● WHAT THIS TASK INVOLVES:
Copy verbatim the block of lines in the entries below whose first line contains "for unknown keys" and whose last line contains "pub enum MockDetection". Leave out all other lines.

● SUPPLIED MATERIAL:
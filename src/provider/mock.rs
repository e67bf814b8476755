//! Mock translation provider for testing
//!
//! Deterministic, API-free provider that records every call it receives, so
//! tests can assert both on results and on how many outbound calls the handler
//! made.
//!
//! # Example
//!
//! ```ignore
//! use phrasebridge::provider::{MockDetection, MockMode, MockProvider, TranslationProvider};
//!
//! #[tokio::test]
//! async fn test_translation() {
//!     let mock = MockProvider::new(MockMode::Suffix).with_detection(MockDetection::Fixed("es".into()));
//!     let result = mock.translate("hola", &LanguageCode::english(), None).await.unwrap();
//!     assert_eq!(result.translated_text, "hola_en");
//! }
//! ```

use crate::provider::error::{ProviderError, ProviderResult};
use crate::provider::translator::{TranslationProvider, TranslationResult};
use crate::resolver::LanguageCode;
use async_trait::async_trait;
use std::collections::{HashMap, HashSet};
use std::sync::Mutex;

/// How the mock answers translate calls
#[derive(Debug, Clone)]
pub enum MockMode {
    /// Append the target code: "hello" → "hello_fr"
    Suffix,

    /// Use predefined mappings keyed by (text, target code), falling back to
    /// suffix mode for unknown keys
    Mappings(HashMap<(String, String), String>),

    /// Every translate call fails
    Error(String),

    /// Return input unchanged
    NoOp,
}

/// How the mock answers detect calls
#[derive(Debug, Clone)]
pub enum MockDetection {
    Fixed(String),
    Error(String),
}

/// A call received by the mock
#[derive(Debug, Clone, PartialEq, Eq)]
pub enum ProviderCall {
    Detect {
        text: String,
    },
    Translate {
        text: String,
        target: String,
        source: Option<String>,
    },
}

#[derive(Debug)]
pub struct MockProvider {
    mode: MockMode,
    detection: MockDetection,
    /// (text, target) pairs whose translation fails regardless of mode
    failing: HashSet<(String, String)>,
    calls: Mutex<Vec<ProviderCall>>,
}

impl MockProvider {
    /// Create a mock that detects English and translates with `mode`
    pub fn new(mode: MockMode) -> Self {
        Self {
            mode,
            detection: MockDetection::Fixed("en".to_string()),
            failing: HashSet::new(),
            calls: Mutex::new(Vec::new()),
        }
    }

    pub fn with_detection(mut self, detection: MockDetection) -> Self {
        self.detection = detection;
        self
    }

    /// Make translate calls for exactly `text` into `target` fail
    pub fn failing_for(mut self, text: impl Into<String>, target: impl Into<String>) -> Self {
        self.failing.insert((text.into(), target.into()));
        self
    }

    /// Calls received so far, in order
    pub fn calls(&self) -> Vec<ProviderCall> {
        self.calls
            .lock()
            .map(|calls| calls.clone())
            .unwrap_or_default()
    }

    pub fn call_count(&self) -> usize {
        self.calls.lock().map(|calls| calls.len()).unwrap_or(0)
    }

    fn record(&self, call: ProviderCall) {
        if let Ok(mut calls) = self.calls.lock() {
            calls.push(call);
        }
    }

    fn apply_translation(&self, text: &str, target: &str) -> ProviderResult<String> {
        if self.failing.contains(&(text.to_string(), target.to_string())) {
            return Err(ProviderError::Status {
                status: 500,
                body: format!("mock failure for '{}'", text),
            });
        }

        match &self.mode {
            MockMode::Suffix => Ok(format!("{}_{}", text, target)),
            MockMode::Mappings(map) => {
                let key = (text.to_string(), target.to_string());
                Ok(map
                    .get(&key)
                    .cloned()
                    .unwrap_or_else(|| format!("{}_{}", text, target)))
            }
            MockMode::Error(msg) => Err(ProviderError::Other(msg.clone())),
            MockMode::NoOp => Ok(text.to_string()),
        }
    }
}

#[async_trait]
impl TranslationProvider for MockProvider {
    async fn detect_language(&self, text: &str) -> ProviderResult<LanguageCode> {
        self.record(ProviderCall::Detect {
            text: text.to_string(),
        });

        match &self.detection {
            MockDetection::Fixed(code) => Ok(LanguageCode::new(code)),
            MockDetection::Error(msg) => Err(ProviderError::Other(msg.clone())),
        }
    }

    async fn translate(
        &self,
        text: &str,
        target: &LanguageCode,
        source: Option<&LanguageCode>,
    ) -> ProviderResult<TranslationResult> {
        self.record(ProviderCall::Translate {
            text: text.to_string(),
            target: target.to_string(),
            source: source.map(|s| s.to_string()),
        });

        self.apply_translation(text, target.as_str())
            .map(TranslationResult::new)
    }

    fn provider_name(&self) -> &str {
        "Mock Provider"
    }
}

#[cfg(test)]
mod tests {
    use super::*;

    #[tokio::test]
    async fn test_suffix_translation() {
        let mock = MockProvider::new(MockMode::Suffix);
        let result = mock
            .translate("hello", &LanguageCode::new("fr"), None)
            .await
            .unwrap();
        assert_eq!(result.translated_text, "hello_fr");
    }

    #[tokio::test]
    async fn test_mapping_translation_and_fallback() {
        let mut map = HashMap::new();
        map.insert(
            ("lo que sea".to_string(), "en".to_string()),
            "whatever".to_string(),
        );
        let mock = MockProvider::new(MockMode::Mappings(map));

        let en = LanguageCode::english();
        let result = mock.translate("lo que sea", &en, None).await.unwrap();
        assert_eq!(result.translated_text, "whatever");

        let result = mock.translate("unknown", &en, None).await.unwrap();
        assert_eq!(result.translated_text, "unknown_en");
    }

    #[tokio::test]
    async fn test_error_mode() {
        let mock = MockProvider::new(MockMode::Error("API unavailable".to_string()));
        let err = mock
            .translate("hello", &LanguageCode::spanish(), None)
            .await
            .unwrap_err();
        assert_eq!(err.to_string(), "API unavailable");
    }

    #[tokio::test]
    async fn test_noop_mode() {
        let mock = MockProvider::new(MockMode::NoOp);
        let result = mock
            .translate("Hello world", &LanguageCode::spanish(), None)
            .await
            .unwrap();
        assert_eq!(result.translated_text, "Hello world");
    }

    #[tokio::test]
    async fn test_failing_for_specific_text() {
        let mock = MockProvider::new(MockMode::Suffix).failing_for("broken", "es");
        let es = LanguageCode::spanish();
        assert!(mock.translate("broken", &es, None).await.is_err());
        assert!(mock.translate("broken", &LanguageCode::english(), None).await.is_ok());
        assert!(mock.translate("fine", &es, None).await.is_ok());
    }

    #[tokio::test]
    async fn test_detection_modes() {
        let mock = MockProvider::new(MockMode::NoOp);
        assert_eq!(mock.detect_language("hi").await.unwrap().as_str(), "en");

        let mock =
            MockProvider::new(MockMode::NoOp).with_detection(MockDetection::Fixed("ES".into()));
        assert_eq!(mock.detect_language("hola").await.unwrap().as_str(), "es");

        let mock = MockProvider::new(MockMode::NoOp)
            .with_detection(MockDetection::Error("detect down".into()));
        assert!(mock.detect_language("hola").await.is_err());
    }

    #[tokio::test]
    async fn test_calls_are_recorded_in_order() {
        let mock = MockProvider::new(MockMode::Suffix);
        let es = LanguageCode::spanish();
        let en = LanguageCode::english();

        mock.detect_language("hello").await.unwrap();
        mock.translate("hello", &es, Some(&en)).await.unwrap();

        assert_eq!(mock.call_count(), 2);
        assert_eq!(
            mock.calls(),
            vec![
                ProviderCall::Detect {
                    text: "hello".to_string()
                },
                ProviderCall::Translate {
                    text: "hello".to_string(),
                    target: "es".to_string(),
                    source: Some("en".to_string()),
                },
            ]
        );
    }

    #[test]
    fn test_provider_name() {
        let mock = MockProvider::new(MockMode::Suffix);
        assert_eq!(mock.provider_name(), "Mock Provider");
    }
}
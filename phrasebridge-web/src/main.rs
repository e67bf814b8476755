mod config;
mod routes;

use config::Config;
use phrasebridge::{
    GoogleTranslateProvider, LanguageResolver, ProviderResult, TranslationProvider,
    TranslationService, load_alias_table,
};
use routes::{AppState, router};
use std::sync::Arc;
use tracing::{info, warn};

#[tokio::main]
async fn main() -> Result<(), Box<dyn std::error::Error>> {
    dotenvy::dotenv().ok();

    // Initialize tracing
    tracing_subscriber::fmt()
        .with_env_filter(
            tracing_subscriber::EnvFilter::from_default_env().add_directive("info".parse()?),
        )
        .init();

    let config = Config::from_env();
    match config.masked_api_key() {
        Some(masked) => info!(masked = %masked, "GOOGLE_API_KEY present"),
        None => warn!("GOOGLE_API_KEY not set; translation requests will fail"),
    }

    let service = build_service(&config)?;
    let state = AppState {
        service: Arc::new(service),
    };

    info!("Starting PhraseBridge web server");

    let app = router(state);
    let listener = tokio::net::TcpListener::bind(config.bind_addr.as_str()).await?;
    info!("Server running at http://{}", config.bind_addr);

    axum::serve(listener, app).await?;

    Ok(())
}

/// Assemble the shared service from configuration
///
/// A missing API key is not an error here: the service is built without a
/// provider and every translate request answers with a configuration error.
fn build_service(config: &Config) -> ProviderResult<TranslationService> {
    let aliases = Arc::new(load_alias_table(&config.aliases_path));
    let resolver = LanguageResolver::new(aliases);

    let provider = match &config.api_key {
        Some(key) => {
            let provider = match &config.google_base_url {
                Some(url) => GoogleTranslateProvider::with_base_url(key.clone(), url.clone())?,
                None => GoogleTranslateProvider::new(key.clone())?,
            };
            info!(base_url = provider.base_url(), "Using Google Translate provider");
            Some(Arc::new(provider) as Arc<dyn TranslationProvider>)
        }
        None => None,
    };

    let mut service = TranslationService::new(provider, resolver.clone());

    if let Some(raw) = &config.site_main_target {
        match resolver.resolve(raw) {
            Some(code) => {
                info!(target_lang = %code, "Using site default target");
                service = service.with_default_target(code);
            }
            None => warn!(value = raw.as_str(), "Could not map SITE_MAIN_TARGET, using es"),
        }
    }

    Ok(service)
}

● REPLY TO THE TASK:
    /// suffix mode for unknown keys
    Mappings(HashMap<(String, String), String>),

    /// Every translate call fails
    Error(String),

    /// Return input unchanged
    NoOp,
}

/// How the mock answers detect calls
#[derive(Debug, Clone)]
pub enum MockDetection {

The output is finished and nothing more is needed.